*** Begin section ***

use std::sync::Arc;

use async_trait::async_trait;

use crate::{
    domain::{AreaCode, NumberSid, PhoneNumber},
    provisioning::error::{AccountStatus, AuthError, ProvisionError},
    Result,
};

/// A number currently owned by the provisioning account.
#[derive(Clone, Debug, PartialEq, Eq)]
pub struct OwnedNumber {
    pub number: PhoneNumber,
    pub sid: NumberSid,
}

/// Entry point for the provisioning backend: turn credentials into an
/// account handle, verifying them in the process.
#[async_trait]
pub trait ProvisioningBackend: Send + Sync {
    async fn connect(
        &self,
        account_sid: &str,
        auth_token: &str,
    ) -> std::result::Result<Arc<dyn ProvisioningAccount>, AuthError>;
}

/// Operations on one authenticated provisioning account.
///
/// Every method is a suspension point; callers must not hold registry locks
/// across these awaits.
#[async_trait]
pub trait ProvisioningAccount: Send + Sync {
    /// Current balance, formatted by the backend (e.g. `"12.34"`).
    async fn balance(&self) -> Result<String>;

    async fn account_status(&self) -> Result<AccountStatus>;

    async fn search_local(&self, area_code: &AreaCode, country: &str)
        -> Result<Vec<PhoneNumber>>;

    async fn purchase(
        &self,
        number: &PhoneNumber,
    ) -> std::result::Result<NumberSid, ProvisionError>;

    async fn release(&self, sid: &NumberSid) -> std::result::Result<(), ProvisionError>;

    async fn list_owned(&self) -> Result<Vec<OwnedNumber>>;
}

*** End section ***

Nothing is to be left out, and every entry is to be transcribed exactly.

use std::sync::Arc;

use async_trait::async_trait;

use crate::{
    domain::{AreaCode, NumberSid, PhoneNumber},
    provisioning::error::{AccountStatus, AuthError, ProvisionError},
    Result,
};

/// A number currently owned by the provisioning account.
#[derive(Clone, Debug, PartialEq, Eq)]
pub struct OwnedNumber {
    pub number: PhoneNumber,
    pub sid: NumberSid,
}

/// Entry point for the provisioning backend: turn credentials into an
/// account handle, verifying them in the process.
#[async_trait]
pub trait ProvisioningBackend: Send + Sync {
    async fn connect(
        &self,
        account_sid: &str,
        auth_token: &str,
    ) -> std::result::Result<Arc<dyn ProvisioningAccount>, AuthError>;
}

/// Operations on one authenticated provisioning account.
///
/// Every method is a suspension point; callers must not hold registry locks
/// across these awaits.
#[async_trait]
pub trait ProvisioningAccount: Send + Sync {
    /// Current balance, formatted by the backend (e.g. `"12.34"`).
    async fn balance(&self) -> Result<String>;

    async fn account_status(&self) -> Result<AccountStatus>;

    async fn search_local(&self, area_code: &AreaCode, country: &str)
        -> Result<Vec<PhoneNumber>>;

    async fn purchase(
        &self,
        number: &PhoneNumber,
    ) -> std::result::Result<NumberSid, ProvisionError>;

    async fn release(&self, sid: &NumberSid) -> std::result::Result<(), ProvisionError>;

    async fn list_owned(&self) -> Result<Vec<OwnedNumber>>;
}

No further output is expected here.